[Opening Stored data section]
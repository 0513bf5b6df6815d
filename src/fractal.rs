// This Source Code Form is subject to the terms of the Mozilla Public
// License, v. 2.0. If a copy of the MPL was not distributed with this
// file, You can obtain one at http://mozilla.org/MPL/2.0/.

//! The escape-time recurrences.
//!
//! Every variant starts from z = 0 and repeatedly applies its own
//! step function to (z, c), where c is the plane point under the
//! pixel.  All four share the exact same escape test, |z|² >= 4, and
//! the same iteration cap, so their counts are directly comparable
//! and one palette serves them all.

use std::str::FromStr;

use num::Complex;

use error::ConfigError;

/// Squared escape radius shared by every variant.  The classical
/// bailout is |z| > 2; comparing squared magnitudes skips the sqrt.
const ESCAPE_RADIUS_SQR: f64 = 4.0;

/// The closed set of supported recurrences.  The variant is chosen
/// once at startup, by name, and never changes for the life of the
/// session.
#[derive(Copy, Clone, Debug, PartialEq, Eq)]
pub enum Fractal {
    /// The classic: z ← z² + c.
    Mandelbrot,
    /// z ← (|Re z| + i|Im z|)² + c, absolute values taken
    /// component-wise before squaring.
    BurningShip,
    /// The cubic relative: z ← z³ + c.
    Z3,
    /// A trigonometric mixture: z ← tan(z) + z² + c.  There is no
    /// canonical "tan fractal"; this particular blend is this
    /// project's recurrence and is kept stable so renders reproduce.
    TanMixture,
}

impl Fractal {
    /// The name the variant is selected by on the command line.
    pub fn name(&self) -> &'static str {
        match *self {
            Fractal::Mandelbrot => "mandelbrot",
            Fractal::BurningShip => "burning_ship",
            Fractal::Z3 => "z3",
            Fractal::TanMixture => "tan_mixture",
        }
    }

    /// The number of iterations it takes the recurrence seeded at
    /// z = 0 to escape from the point `c`, or `max_iter` if it never
    /// does within the cap.  The returned count is always in
    /// `[0, max_iter]`.
    ///
    /// Numeric anomalies are not errors: an orbit that overflows to
    /// infinity satisfies the escape test and reads as escaped, while
    /// one that degrades to NaN fails every comparison, runs to the
    /// cap, and reads as non-escaping.  Either way the loop
    /// terminates and a count comes back.
    pub fn escape_time(&self, c: Complex<f64>, max_iter: u32) -> u32 {
        let mut z = Complex::new(0.0, 0.0);
        for i in 0..max_iter {
            if z.norm_sqr() >= ESCAPE_RADIUS_SQR {
                return i;
            }
            z = match *self {
                Fractal::Mandelbrot => z * z + c,
                Fractal::BurningShip => {
                    let folded = Complex::new(z.re.abs(), z.im.abs());
                    folded * folded + c
                }
                Fractal::Z3 => z * z * z + c,
                Fractal::TanMixture => z.tan() + z * z + c,
            };
        }
        max_iter
    }
}

impl FromStr for Fractal {
    type Err = ConfigError;

    fn from_str(s: &str) -> Result<Fractal, ConfigError> {
        match s {
            "mandelbrot" => Ok(Fractal::Mandelbrot),
            "burning_ship" => Ok(Fractal::BurningShip),
            "z3" => Ok(Fractal::Z3),
            "tan_mixture" => Ok(Fractal::TanMixture),
            other => Err(ConfigError::UnknownFractal(other.to_string())),
        }
    }
}

/// All of the variants, in selection order.  Handy for exercising
/// shared properties across the whole set.
pub const ALL_VARIANTS: [Fractal; 4] = [
    Fractal::Mandelbrot,
    Fractal::BurningShip,
    Fractal::Z3,
    Fractal::TanMixture,
];

#[cfg(test)]
mod tests {
    use super::*;

    #[test]
    fn origin_never_escapes() {
        // z = 0, c = 0 is a fixed point of every variant.
        for variant in &ALL_VARIANTS {
            assert_eq!(variant.escape_time(Complex::new(0.0, 0.0), 100), 100);
        }
        assert_eq!(Fractal::Mandelbrot.escape_time(Complex::new(0.0, 0.0), 1), 1);
        assert_eq!(
            Fractal::Mandelbrot.escape_time(Complex::new(0.0, 0.0), 5000),
            5000
        );
    }

    #[test]
    fn points_outside_the_boundary_disk_always_escape() {
        // For |c| >= 2 the very first step lands on c itself, which
        // already satisfies the escape test.
        let outside = [
            Complex::new(3.0, 0.0),
            Complex::new(0.0, -2.5),
            Complex::new(-2.0, 2.0),
            Complex::new(2.0, 0.0),
        ];
        for variant in &ALL_VARIANTS {
            for c in &outside {
                let count = variant.escape_time(*c, 100);
                assert!(count < 100, "{} failed to escape from {}", variant.name(), c);
            }
        }
    }

    #[test]
    fn three_escapes_almost_immediately() {
        let count = Fractal::Mandelbrot.escape_time(Complex::new(3.0, 0.0), 100);
        assert!(count <= 3);
    }

    #[test]
    fn count_never_exceeds_the_cap() {
        for variant in &ALL_VARIANTS {
            for i in 0..64 {
                let c = Complex::new(-2.5 + 0.05 * f64::from(i), 0.03 * f64::from(i));
                assert!(variant.escape_time(c, 50) <= 50);
            }
        }
    }

    #[test]
    fn variants_parse_by_their_historical_names() {
        assert_eq!("mandelbrot".parse(), Ok(Fractal::Mandelbrot));
        assert_eq!("burning_ship".parse(), Ok(Fractal::BurningShip));
        assert_eq!("z3".parse(), Ok(Fractal::Z3));
        assert_eq!("tan_mixture".parse(), Ok(Fractal::TanMixture));
        for variant in &ALL_VARIANTS {
            assert_eq!(variant.name().parse(), Ok(*variant));
        }
    }

    #[test]
    fn unknown_name_is_a_configuration_error() {
        let err = Fractal::from_str("julia").unwrap_err();
        assert_eq!(err, ConfigError::UnknownFractal("julia".to_string()));
    }

    #[test]
    fn polynomial_variants_are_conjugation_symmetric() {
        // Conjugating c conjugates the whole orbit of z² + c and
        // z³ + c, so the escape depth cannot change.
        for i in 0..32 {
            let c = Complex::new(-2.0 + 0.1 * f64::from(i), 0.7);
            let conj = Complex::new(c.re, -c.im);
            assert_eq!(
                Fractal::Mandelbrot.escape_time(c, 200),
                Fractal::Mandelbrot.escape_time(conj, 200)
            );
            assert_eq!(
                Fractal::Z3.escape_time(c, 200),
                Fractal::Z3.escape_time(conj, 200)
            );
        }
    }
}
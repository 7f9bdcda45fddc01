//! `skillcred issue` — Issue the credential for an approved submission.

use clap::Args;
use serde::{Deserialize, Serialize};

use super::{error_message, unreachable, DEFAULT_ENDPOINT};

#[derive(Args, Debug)]
pub struct IssueArgs {
    /// Submission identifier.
    #[arg(short, long)]
    pub submission: String,

    /// API endpoint of the node.
    #[arg(short, long, default_value = DEFAULT_ENDPOINT)]
    pub endpoint: String,
}

#[derive(Serialize)]
struct IssueRequest<'a> {
    submission_id: &'a str,
}

#[derive(Deserialize)]
struct IssueResponse {
    status: String,
    submission_id: String,
    credential_id: Option<String>,
    mirror_status: Option<String>,
    tx_ref: Option<String>,
    reason: Option<String>,
}

pub async fn run(args: &IssueArgs) -> anyhow::Result<()> {
    let url = format!("{}/api/v1/issue", args.endpoint);
    let body = IssueRequest {
        submission_id: &args.submission,
    };
    let resp = reqwest::Client::new().post(&url).json(&body).send().await;

    let r = match resp {
        Ok(r) => r,
        Err(e) => {
            unreachable(&args.endpoint, &e);
            return Ok(());
        }
    };

    let status = r.status();
    if status.is_client_error() && status != reqwest::StatusCode::CONFLICT
        && status != reqwest::StatusCode::UNPROCESSABLE_ENTITY
    {
        anyhow::bail!("issue failed ({})", error_message(r).await);
    }

    let data: IssueResponse = r.json().await?;
    let credential = data.credential_id.as_deref().unwrap_or("-");
    match data.status.as_str() {
        "issued" => {
            println!("Credential issued for submission {}", data.submission_id);
            println!("  Credential: {}", credential);
            if let Some(tx) = &data.tx_ref {
                println!("  Tx:         {}", tx);
            }
            if data.mirror_status.as_deref() != Some("mirrored") {
                println!("  Local mirror pending; the sweeper will complete it.");
            }
        }
        "already_issued" => {
            println!("Submission {} was already issued", data.submission_id);
            println!("  Credential: {}", credential);
        }
        "indeterminate" => {
            println!("Ledger outcome UNKNOWN for submission {}", data.submission_id);
            println!("  Do not treat this as failure. Re-run `skillcred issue` later;");
            println!("  the node checks the ledger before writing again.");
        }
        "in_flight" => {
            println!("Issuance already in progress for submission {}", data.submission_id);
        }
        other => {
            println!("Issuance {} for submission {}", other.to_uppercase(), data.submission_id);
        }
    }
    if let Some(reason) = &data.reason {
        println!("  Reason:     {}", reason);
    }

    Ok(())
}
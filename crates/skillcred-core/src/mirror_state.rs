use std::fmt;

use crate::error::CoreError;

/// Reconciliation status of a local mirror row.
#[derive(Debug, Clone, Copy, PartialEq, Eq, Hash, serde::Serialize, serde::Deserialize)]
#[serde(rename_all = "snake_case")]
pub enum MirrorStatus {
    /// Row claimed; the ledger write has not been confirmed.
    PendingLedgerWrite,
    /// The ledger confirmed the credential; the local copy is missing.
    LedgerConfirmedUnmirrored,
    /// Ledger record copied locally.
    Mirrored,
    /// The ledger definitively rejected the write.
    MirrorFailed,
    /// Local row claims a credential the ledger says does not exist.
    Orphaned,
}

impl MirrorStatus {
    /// Every status, in lifecycle order.
    pub const ALL: [MirrorStatus; 5] = [
        Self::PendingLedgerWrite,
        Self::LedgerConfirmedUnmirrored,
        Self::Mirrored,
        Self::MirrorFailed,
        Self::Orphaned,
    ];

    /// Whether this row blocks a fresh issuance attempt.
    pub fn is_failed(&self) -> bool {
        matches!(self, Self::MirrorFailed | Self::Orphaned)
    }

    /// Whether the ledger is known to hold the credential.
    pub fn is_ledger_confirmed(&self) -> bool {
        matches!(self, Self::LedgerConfirmedUnmirrored | Self::Mirrored)
    }

    /// Stable snake_case name, as stored and reported over the API.
    pub fn as_str(&self) -> &'static str {
        match self {
            Self::PendingLedgerWrite => "pending_ledger_write",
            Self::LedgerConfirmedUnmirrored => "ledger_confirmed_unmirrored",
            Self::Mirrored => "mirrored",
            Self::MirrorFailed => "mirror_failed",
            Self::Orphaned => "orphaned",
        }
    }
}

impl fmt::Display for MirrorStatus {
    fn fmt(&self, f: &mut fmt::Formatter<'_>) -> fmt::Result {
        f.write_str(self.as_str())
    }
}

/// Events that move a mirror row between statuses.
#[derive(Debug, Clone, Copy, PartialEq, Eq)]
pub enum MirrorEvent {
    /// The ledger returned (or was found to hold) the credential.
    LedgerConfirmed,
    /// The ledger definitively refused the write.
    LedgerRejected,
    /// The local copy of the ledger record was written.
    MirrorWritten,
    /// The ledger definitively reported the credential absent.
    LedgerAbsent,
    /// An operator re-submitted a failed issuance.
    Retry,
}

/// Validates mirror status transitions.
///
/// Valid transitions:
/// - PendingLedgerWrite → LedgerConfirmedUnmirrored (LedgerConfirmed)
/// - PendingLedgerWrite → MirrorFailed (LedgerRejected)
/// - LedgerConfirmedUnmirrored → Mirrored (MirrorWritten)
/// - Mirrored → Mirrored (MirrorWritten)
/// - MirrorFailed → LedgerConfirmedUnmirrored (LedgerConfirmed)
/// - MirrorFailed → PendingLedgerWrite (Retry)
/// - Orphaned → PendingLedgerWrite (Retry)
/// - LedgerConfirmedUnmirrored → Orphaned (LedgerAbsent)
/// - Mirrored → Orphaned (LedgerAbsent)
pub struct MirrorStateMachine;

impl MirrorStateMachine {
    /// Attempt a transition. Returns the new status or an error.
    pub fn transition(current: MirrorStatus, event: MirrorEvent) -> Result<MirrorStatus, CoreError> {
        use MirrorEvent as E;
        use MirrorStatus as S;

        let next = match (current, event) {
            (S::PendingLedgerWrite, E::LedgerConfirmed) => S::LedgerConfirmedUnmirrored,
            (S::PendingLedgerWrite, E::LedgerRejected) => S::MirrorFailed,

            (S::LedgerConfirmedUnmirrored, E::MirrorWritten) => S::Mirrored,
            (S::LedgerConfirmedUnmirrored, E::LedgerAbsent) => S::Orphaned,

            (S::Mirrored, E::MirrorWritten) => S::Mirrored,
            (S::Mirrored, E::LedgerAbsent) => S::Orphaned,

            (S::MirrorFailed, E::LedgerConfirmed) => S::LedgerConfirmedUnmirrored,
            (S::MirrorFailed, E::Retry) => S::PendingLedgerWrite,

            (S::Orphaned, E::Retry) => S::PendingLedgerWrite,

            _ => {
                return Err(CoreError::InvalidMirrorTransition {
                    from: current,
                    event,
                })
            }
        };

        tracing::debug!(
            from = %current,
            to = %next,
            event = ?event,
            "mirror state transition"
        );

        Ok(next)
    }

    /// Check if a transition is valid without performing it.
    pub fn can_transition(current: MirrorStatus, event: MirrorEvent) -> bool {
        Self::transition(current, event).is_ok()
    }
}
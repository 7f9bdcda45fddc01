use std::sync::Arc;

use chrono::Utc;

use skillcred_core::{
    ApprovedSubmission, CredentialId, CredentialRecord, IssuanceView, IssuerId, LifecycleConfig,
    LocalCredentialMirror, MirrorStatus, ReviewStatus, Submission, SubmissionId, TxRef,
};
use skillcred_index::{ClaimOutcome, IndexStore};
use skillcred_ledger::{
    ArtifactStore, IssueMetadata, IssueReceipt, IssueRequest, LedgerClient, LedgerError,
};

use crate::error::{IssueError, RevokeError};
use crate::ledger_call::bounded;
use crate::mirror_writer::{log_mirror_failure, write_mirror};

/// Successful answer to an issue request.
#[derive(Debug, Clone, PartialEq, Eq)]
pub enum IssueOutcome {
    /// The ledger confirmed a credential for this submission during this call.
    ///
    /// `mirror_status` is anything but `Mirrored` when the local copy could
    /// not be written or the ledger record could not be read back. The
    /// credential is valid regardless and the sweeper finishes the mirror.
    Issued {
        record: CredentialRecord,
        mirror_status: MirrorStatus,
        tx_ref: Option<TxRef>,
    },
    /// A credential already existed for this submission; nothing was written.
    AlreadyIssued { record: CredentialRecord },
}

impl IssueOutcome {
    pub fn record(&self) -> &CredentialRecord {
        match self {
            Self::Issued { record, .. } | Self::AlreadyIssued { record } => record,
        }
    }
}

/// Takes approved submissions through ledger issuance and the local mirror.
///
/// Per submission the order is: claim the mirror row (insert-if-absent),
/// take the attempt lease, write to the ledger, persist the confirmation,
/// then mirror the record read back from the ledger. The ledger write and
/// its bookkeeping run in a spawned task so a dropped caller cannot
/// interrupt them.
#[derive(Clone)]
pub struct IssuanceOrchestrator {
    issuer: IssuerId,
    ledger: Arc<dyn LedgerClient>,
    store: Arc<dyn IndexStore>,
    artifacts: Option<Arc<dyn ArtifactStore>>,
    config: LifecycleConfig,
}
//! Shared fixtures for the lifecycle unit tests.

use std::sync::atomic::{AtomicBool, AtomicU64, AtomicU8, Ordering};
use std::sync::Arc;
use std::time::Duration;

use async_trait::async_trait;

use skillcred_core::{
    ApprovedSubmission, CredentialId, CredentialRecord, HolderId, IdempotencyKey, IssuerId,
    LifecycleConfig, SubmissionId,
};
use skillcred_index::MemoryIndexStore;
use skillcred_ledger::{IssueReceipt, IssueRequest, LedgerClient, LedgerError, MemoryLedger};

use crate::orchestrator::IssuanceOrchestrator;
use crate::resolver::VerificationResolver;
use crate::stale::StaleSignal;
use crate::sweeper::ReconciliationSweeper;

pub(crate) const ISSUER: &str = "0xissuer";

const READS_OK: u8 = 0;
const READS_FAIL: u8 = 1;
const READS_EMPTY: u8 = 2;

/// Memory ledger that can drop offline, lose write responses, answer
/// slowly, or misbehave on credential reads.
#[derive(Default)]
pub(crate) struct TestLedger {
    pub inner: MemoryLedger,
    offline: AtomicBool,
    lose_write_responses: AtomicBool,
    call_delay_ms: AtomicU64,
    reads: AtomicU8,
    issue_calls: AtomicU64,
}

impl TestLedger {
    pub fn set_offline(&self, offline: bool) {
        self.offline.store(offline, Ordering::SeqCst);
    }

    /// Writes still land, but the caller never hears back in time.
    pub fn set_lose_write_responses(&self, lose: bool) {
        self.lose_write_responses.store(lose, Ordering::SeqCst);
    }

    /// Delay the issuer check and the write by `delay` each.
    pub fn set_call_delay(&self, delay: Duration) {
        self.call_delay_ms
            .store(delay.as_millis() as u64, Ordering::SeqCst);
    }

    /// `get_credential` fails with a network error.
    pub fn set_reads_failing(&self) {
        self.reads.store(READS_FAIL, Ordering::SeqCst);
    }

    /// `get_credential` answers that the credential does not exist.
    pub fn set_reads_empty(&self) {
        self.reads.store(READS_EMPTY, Ordering::SeqCst);
    }

    pub fn set_reads_ok(&self) {
        self.reads.store(READS_OK, Ordering::SeqCst);
    }

    /// Number of `issue` calls that reached the ledger.
    pub fn issue_calls(&self) -> u64 {
        self.issue_calls.load(Ordering::SeqCst)
    }

    async fn pause(&self) {
        let delay = self.call_delay_ms.load(Ordering::SeqCst);
        if delay > 0 {
            tokio::time::sleep(Duration::from_millis(delay)).await;
        }
    }

    fn check(&self) -> Result<(), LedgerError> {
        if self.offline.load(Ordering::SeqCst) {
            return Err(LedgerError::Network("ledger offline".into()));
        }
        Ok(())
    }
}

#[async_trait]
impl LedgerClient for TestLedger {
    async fn issue(&self, request: IssueRequest) -> Result<IssueReceipt, LedgerError> {
        self.check()?;
        self.pause().await;
        self.issue_calls.fetch_add(1, Ordering::SeqCst);
        let receipt = self.inner.issue(request).await?;
        if self.lose_write_responses.load(Ordering::SeqCst) {
            tokio::time::sleep(Duration::from_secs(2)).await;
        }
        Ok(receipt)
    }

    async fn get_credential(
        &self,
        id: &CredentialId,
    ) -> Result<Option<CredentialRecord>, LedgerError> {
        self.check()?;
        match self.reads.load(Ordering::SeqCst) {
            READS_FAIL => Err(LedgerError::Network("read replica down".into())),
            READS_EMPTY => Ok(None),
            _ => self.inner.get_credential(id).await,
        }
    }

    async fn find_by_idempotency_key(
        &self,
        key: &IdempotencyKey,
    ) -> Result<Option<CredentialRecord>, LedgerError> {
        self.check()?;
        self.inner.find_by_idempotency_key(key).await
    }

    async fn credentials_for_holder(
        &self,
        holder: &HolderId,
    ) -> Result<Vec<CredentialRecord>, LedgerError> {
        self.check()?;
        self.inner.credentials_for_holder(holder).await
    }

    async fn is_authorized_issuer(&self, issuer: &IssuerId) -> Result<bool, LedgerError> {
        self.check()?;
        self.pause().await;
        self.inner.is_authorized_issuer(issuer).await
    }

    async fn revoke(&self, id: &CredentialId, issuer: &IssuerId) -> Result<(), LedgerError> {
        self.check()?;
        self.inner.revoke(id, issuer).await
    }

    fn backend_id(&self) -> &str {
        "ledger-test"
    }
}

pub(crate) struct Harness {
    pub ledger: Arc<TestLedger>,
    pub store: Arc<MemoryIndexStore>,
    pub stale: Arc<StaleSignal>,
    pub config: LifecycleConfig,
    pub orchestrator: IssuanceOrchestrator,
    pub resolver: VerificationResolver,
    pub sweeper: ReconciliationSweeper,
}

pub(crate) fn config() -> LifecycleConfig {
    LifecycleConfig {
        ledger_timeout_ms: 200,
        ..LifecycleConfig::default()
    }
}

pub(crate) fn harness() -> Harness {
    let ledger = Arc::new(TestLedger::default());
    ledger.inner.authorize_issuer(IssuerId::new(ISSUER));
    let store = Arc::new(MemoryIndexStore::new());
    let stale = Arc::new(StaleSignal::new());
    let config = config();

    let orchestrator = IssuanceOrchestrator::new(
        IssuerId::new(ISSUER),
        ledger.clone(),
        store.clone(),
        config.clone(),
    );
    let resolver =
        VerificationResolver::new(ledger.clone(), store.clone(), config.clone(), stale.clone());
    let sweeper =
        ReconciliationSweeper::new(ledger.clone(), store.clone(), config.clone(), stale.clone());

    Harness {
        ledger,
        store,
        stale,
        config,
        orchestrator,
        resolver,
        sweeper,
    }
}

pub(crate) fn approved(submission: &str) -> ApprovedSubmission {
    ApprovedSubmission {
        submission_id: SubmissionId::new(submission),
        holder: HolderId::new("0xholder"),
        skill: "rust-async".into(),
        artifact_ref: None,
        reviewer: Some("rev-1".into()),
        review_notes: None,
    }
}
[Closing Stored data section]
▶ **What the task asks**
Both end lines included, restate word for word the lines above from the line with "z = match *self" to the line with "type Err = ConfigError;", and nothing else.

▶ **Task answer**
            z = match *self {
                Fractal::Mandelbrot => z * z + c,
                Fractal::BurningShip => {
                    let folded = Complex::new(z.re.abs(), z.im.abs());
                    folded * folded + c
                }
                Fractal::Z3 => z * z * z + c,
                Fractal::TanMixture => z.tan() + z * z + c,
            };
        }
        max_iter
    }
}

impl FromStr for Fractal {
    type Err = ConfigError;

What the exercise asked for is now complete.